With respect to whether Wilson posed the greatest likelihood of committing future crimes, it is evident from the record the court did consider the relevant statutory factors prior to the imposition of sentence. Those factors are set forth in R.C. 2929.12, Divisions (D) and (E). First, the prosecutor and the court noted for the record that Wilson was committing sexual offenses against one victim while he was under community control sanctions. It must be noted, however, that these alleged offenses were not the offenses charged in this case. Second, Wilson had a prior conviction. Third, as the court stated, the fact the crimes alleged in Counts Four, Five and Seven occurred after his conviction for Gross Sexual Imposition, and after the state attempted to rehabilitate Wilson by requiring counseling, indicates that he did not respond favorably to rehabilitation or previous sanctions.
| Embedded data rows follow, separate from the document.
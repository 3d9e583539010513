use std::sync::atomic::{AtomicU64, Ordering};

/// Thread-safe counters describing session activity.
#[derive(Default)]
pub struct SessionMetrics {
    documents_ingested: AtomicU64,
    chunks_indexed: AtomicU64,
    ingestion_failures: AtomicU64,
    questions_answered: AtomicU64,
    insufficient_context: AtomicU64,
    batch_files_written: AtomicU64,
    batch_files_skipped: AtomicU64,
    batch_files_failed: AtomicU64,
}

impl SessionMetrics {
    /// Create an empty metrics accumulator.
    pub fn new() -> Self {
        Self::default()
    }

    /// Record an ingested document and the number of chunks it contributed.
    pub fn record_document(&self, chunk_count: u64) {
        self.documents_ingested.fetch_add(1, Ordering::Relaxed);
        self.chunks_indexed.fetch_add(chunk_count, Ordering::Relaxed);
    }

    /// Record a document that failed to ingest.
    pub fn record_ingestion_failure(&self) {
        self.ingestion_failures.fetch_add(1, Ordering::Relaxed);
    }

    /// Record an answered question; `grounded` is false for the insufficient-context reply.
    pub fn record_answer(&self, grounded: bool) {
        self.questions_answered.fetch_add(1, Ordering::Relaxed);
        if !grounded {
            self.insufficient_context.fetch_add(1, Ordering::Relaxed);
        }
    }

    /// Record the outcome counts of a finished batch run.
    pub fn record_batch(&self, written: u64, skipped: u64, failed: u64) {
        self.batch_files_written.fetch_add(written, Ordering::Relaxed);
        self.batch_files_skipped.fetch_add(skipped, Ordering::Relaxed);
        self.batch_files_failed.fetch_add(failed, Ordering::Relaxed);
    }

    /// Return a snapshot of the current counters.
    pub fn snapshot(&self) -> MetricsSnapshot {
        MetricsSnapshot {
            documents_ingested: self.documents_ingested.load(Ordering::Relaxed),
            chunks_indexed: self.chunks_indexed.load(Ordering::Relaxed),
            ingestion_failures: self.ingestion_failures.load(Ordering::Relaxed),
            questions_answered: self.questions_answered.load(Ordering::Relaxed),
            insufficient_context: self.insufficient_context.load(Ordering::Relaxed),
            batch_files_written: self.batch_files_written.load(Ordering::Relaxed),
            batch_files_skipped: self.batch_files_skipped.load(Ordering::Relaxed),
            batch_files_failed: self.batch_files_failed.load(Ordering::Relaxed),
        }
    }
}

/// Immutable view of session counters used for reporting.
#[derive(Debug, Clone, Copy, PartialEq, Eq, serde::Serialize)]
pub struct MetricsSnapshot {
    /// Documents successfully ingested since startup.
    pub documents_ingested: u64,
    /// Chunks committed to the index since startup.
    pub chunks_indexed: u64,
    /// Documents whose ingestion failed.
    pub ingestion_failures: u64,
    /// Questions that produced an answer (grounded or not).
    pub questions_answered: u64,
    /// Answers that fell back to the insufficient-context reply.
    pub insufficient_context: u64,
    /// Batch artifacts written.
    pub batch_files_written: u64,
    /// Batch inputs skipped because they were empty.
    pub batch_files_skipped: u64,
    /// Batch inputs that failed.
    pub batch_files_failed: u64,
}

#[cfg(test)]
mod tests {
    use super::*;

    #[test]
    fn records_documents_and_chunks() {
        let metrics = SessionMetrics::new();
        metrics.record_document(2);
        metrics.record_document(3);
        metrics.record_ingestion_failure();

        let snapshot = metrics.snapshot();
        assert_eq!(snapshot.documents_ingested, 2);
        assert_eq!(snapshot.chunks_indexed, 5);
        assert_eq!(snapshot.ingestion_failures, 1);
    }

    #[test]
    fn answers_split_grounded_and_fallback() {
        let metrics = SessionMetrics::new();
        metrics.record_answer(true);
        metrics.record_answer(false);
        metrics.record_batch(1, 2, 3);

        let snapshot = metrics.snapshot();
        assert_eq!(snapshot.questions_answered, 2);
        assert_eq!(snapshot.insufficient_context, 1);
        assert_eq!(snapshot.batch_files_written, 1);
        assert_eq!(snapshot.batch_files_skipped, 2);
        assert_eq!(snapshot.batch_files_failed, 3);
    }

    #[test]
    fn snapshot_starts_empty() {
        let snapshot = SessionMetrics::new().snapshot();
        assert_eq!(snapshot.documents_ingested, 0);
        assert_eq!(snapshot.questions_answered, 0);
    }
}
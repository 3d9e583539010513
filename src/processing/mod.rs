//! Ingestion pipeline: document loading, chunking, embedding, and index commits.

pub mod chunking;
pub mod document;
mod pipeline;
pub mod types;

pub use chunking::{ChunkingPolicy, TextSpan};
pub use document::Document;
pub use pipeline::IngestionPipeline;
pub use types::{
    ChunkingError, DocumentError, IngestionError, IngestionOutcome, IngestionReport,
};
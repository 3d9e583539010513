use super::{EmbeddingClient, EmbeddingClientError};
use async_trait::async_trait;
use reqwest::Client;
use serde::Deserialize;
use serde_json::json;

/// Embedding client for OpenAI-compatible `POST /embeddings` endpoints.
pub struct OpenAiEmbeddingClient {
    http: Client,
    base_url: String,
    api_key: String,
    model: String,
    dimension: usize,
}

impl OpenAiEmbeddingClient {
    /// Construct a client for the API at `base_url` (for example `https://api.openai.com/v1`).
    pub fn new(base_url: String, api_key: String, model: String, dimension: usize) -> Self {
        Self {
            http: Client::new(),
            base_url,
            api_key,
            model,
            dimension,
        }
    }

    fn endpoint(&self) -> String {
        format!("{}/embeddings", self.base_url.trim_end_matches('/'))
    }
}

#[derive(Debug, Deserialize)]
struct EmbeddingsResponse {
    data: Vec<EmbeddingItem>,
}

#[derive(Debug, Deserialize)]
struct EmbeddingItem {
    index: usize,
    embedding: Vec<f32>,
}

#[async_trait]
impl EmbeddingClient for OpenAiEmbeddingClient {
    async fn generate_embeddings(
        &self,
        texts: Vec<String>,
    ) -> Result<Vec<Vec<f32>>, EmbeddingClientError> {
        if texts.is_empty() {
            return Ok(Vec::new());
        }

        tracing::debug!(model = %self.model, count = texts.len(), "Requesting OpenAI embeddings");
        let response = self
            .http
            .post(self.endpoint())
            .bearer_auth(&self.api_key)
            .json(&json!({
                "model": self.model,
                "input": texts,
            }))
            .send()
            .await
            .map_err(|error| {
                EmbeddingClientError::ProviderUnavailable(format!(
                    "failed to reach {}: {error}",
                    self.base_url
                ))
            })?;

        if !response.status().is_success() {
            let status = response.status();
            let body = response.text().await.unwrap_or_default();
            return Err(EmbeddingClientError::GenerationFailed(format!(
                "embeddings endpoint returned {status}: {body}"
            )));
        }

        let mut body: EmbeddingsResponse = response.json().await.map_err(|error| {
            EmbeddingClientError::InvalidResponse(format!(
                "failed to decode embeddings response: {error}"
            ))
        })?;

        // The API may return items out of order; `index` is authoritative.
        body.data.sort_by_key(|item| item.index);
        Ok(body.data.into_iter().map(|item| item.embedding).collect())
    }

    fn dimension(&self) -> usize {
        self.dimension
    }
}

#[cfg(test)]
mod tests {
    use super::*;
    use httpmock::{Method::POST, MockServer};

    #[tokio::test]
    async fn openai_client_orders_by_index_and_sends_bearer() {
        let server = MockServer::start_async().await;
        let client = OpenAiEmbeddingClient::new(
            server.base_url(),
            "sk-test".into(),
            "text-embedding-3-small".into(),
            2,
        );

        let mock = server
            .mock_async(|when, then| {
                when.method(POST)
                    .path("/embeddings")
                    .header("authorization", "Bearer sk-test");
                then.status(200).json_body(json!({
                    "data": [
                        { "index": 1, "embedding": [0.0, 1.0] },
                        { "index": 0, "embedding": [1.0, 0.0] }
                    ]
                }));
            })
            .await;

        let vectors = client
            .generate_embeddings(vec!["a".into(), "b".into()])
            .await
            .expect("vectors");

        mock.assert_async().await;
        assert_eq!(vectors, vec![vec![1.0, 0.0], vec![0.0, 1.0]]);
    }

    #[tokio::test]
    async fn openai_client_surfaces_error_status() {
        let server = MockServer::start_async().await;
        let client =
            OpenAiEmbeddingClient::new(server.base_url(), "bad".into(), "model".into(), 2);

        server
            .mock_async(|when, then| {
                when.method(POST).path("/embeddings");
                then.status(401).body("invalid key");
            })
            .await;

        let error = client
            .generate_embeddings(vec!["a".into()])
            .await
            .expect_err("401");
        assert!(
            matches!(error, EmbeddingClientError::GenerationFailed(message) if message.contains("401"))
        );
    }
}
//! Loading uploaded files into [`Document`]s.

use super::types::DocumentError;
use std::path::Path;

const PDF_MAGIC: &[u8] = b"%PDF-";

/// A source document: an identifier plus its extracted text.
#[derive(Debug, Clone, PartialEq, Eq)]
pub struct Document {
    /// File name or path identifying the document.
    pub id: String,
    /// Extracted text.
    pub content: String,
}

impl Document {
    /// Wrap already extracted text.
    pub fn new(id: impl Into<String>, content: impl Into<String>) -> Self {
        Self {
            id: id.into(),
            content: content.into(),
        }
    }

    /// Read a document from disk.
    pub async fn from_path(path: &Path) -> Result<Self, DocumentError> {
        let bytes = tokio::fs::read(path)
            .await
            .map_err(|source| DocumentError::Io {
                path: path.to_path_buf(),
                source,
            })?;
        Self::from_bytes(path.display().to_string(), bytes).await
    }

    /// Decode uploaded bytes. PDFs are detected by extension or magic number; everything else
    /// must be UTF-8 text.
    ///
    /// Decoding runs on the blocking pool. `pdf-extract` panics on some malformed files; such a
    /// panic is reported as [`DocumentError::Unreadable`] for this document only.
    pub async fn from_bytes(
        id: impl Into<String>,
        bytes: Vec<u8>,
    ) -> Result<Self, DocumentError> {
        let id = id.into();
        let task_id = id.clone();
        tokio::task::spawn_blocking(move || decode(task_id, bytes))
            .await
            .map_err(|error| DocumentError::Unreadable {
                id,
                reason: format!("text extraction aborted: {error}"),
            })?
    }
}

fn decode(id: String, bytes: Vec<u8>) -> Result<Document, DocumentError> {
    let content = if is_pdf(&id, &bytes) {
        pdf_extract::extract_text_from_mem(&bytes).map_err(|error| DocumentError::Unreadable {
            id: id.clone(),
            reason: format!("PDF text extraction failed: {error}"),
        })?
    } else {
        String::from_utf8(bytes).map_err(|error| DocumentError::Unreadable {
            id: id.clone(),
            reason: format!("not valid UTF-8: {error}"),
        })?
    };

    if content.trim().is_empty() {
        return Err(DocumentError::Empty(id));
    }
    Ok(Document { id, content })
}

fn is_pdf(id: &str, bytes: &[u8]) -> bool {
    let by_extension = Path::new(id)
        .extension()
        .and_then(|ext| ext.to_str())
        .is_some_and(|ext| ext.eq_ignore_ascii_case("pdf"));
    by_extension || bytes.starts_with(PDF_MAGIC)
}


#[cfg(test)]
pub(crate) mod testing {
    /// A structurally valid one-page PDF whose page has no `/MediaBox`.
    pub(crate) fn pdf_without_media_box() -> Vec<u8> {
        let objects = [
            "<< /Type /Catalog /Pages 2 0 R >>",
            "<< /Type /Pages /Kids [3 0 R] /Count 1 >>",
            "<< /Type /Page /Parent 2 0 R /Resources << >> /Contents 4 0 R >>",
            "<< /Length 13 >>\nstream\nBT (hi) Tj ET\nendstream",
        ];
        let mut pdf = b"%PDF-1.4\n".to_vec();
        let mut offsets = Vec::with_capacity(objects.len());
        for (index, body) in objects.iter().enumerate() {
            offsets.push(pdf.len());
            pdf.extend_from_slice(format!("{} 0 obj\n{body}\nendobj\n", index + 1).as_bytes());
        }
        let xref = pdf.len();
        pdf.extend_from_slice(
            format!("xref\n0 {}\n0000000000 65535 f \n", objects.len() + 1).as_bytes(),
        );
        for offset in offsets {
            pdf.extend_from_slice(format!("{offset:010} 00000 n \n").as_bytes());
        }
        pdf.extend_from_slice(
            format!(
                "trailer\n<< /Size {} /Root 1 0 R >>\nstartxref\n{xref}\n%%EOF\n",
                objects.len() + 1
            )
            .as_bytes(),
        );
        pdf
    }
}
Fourth, Wilson did not show genuine remorse for the offenses. While there is information in the record indicating Wilson was extremely tearful on occasion, the fact is he continued to deny he committed the crimes. One cannot be considered to be genuinely remorseful for an act which they deny committing. Such a person professes to have nothing to be remorseful about. Although he had only one prior conviction, Wilson can in no way claim to have led a law abiding life. He was, in essence, a serial child rapist. This is evident from the victim impact statements and the presentence report, both which the court reviewed prior to sentencing. The court found the offense was committed under circumstances likely to reoccur, in that the offenses were committed over a seven-year period during which time he was undergoing counseling. Rehabilitation had been a total failure. We cannot say the court abused its discretion. Nor do we find by clear and convincing evidence that the sentence is not supported by the record or is otherwise contrary to law.
The judgment of the trial court is affirmed in all respects.
_____________________________ JUDGE WILLIAM M. O'NEILL
FORD, P.J., concurs, CHRISTLEY, J., concurs in judgment only.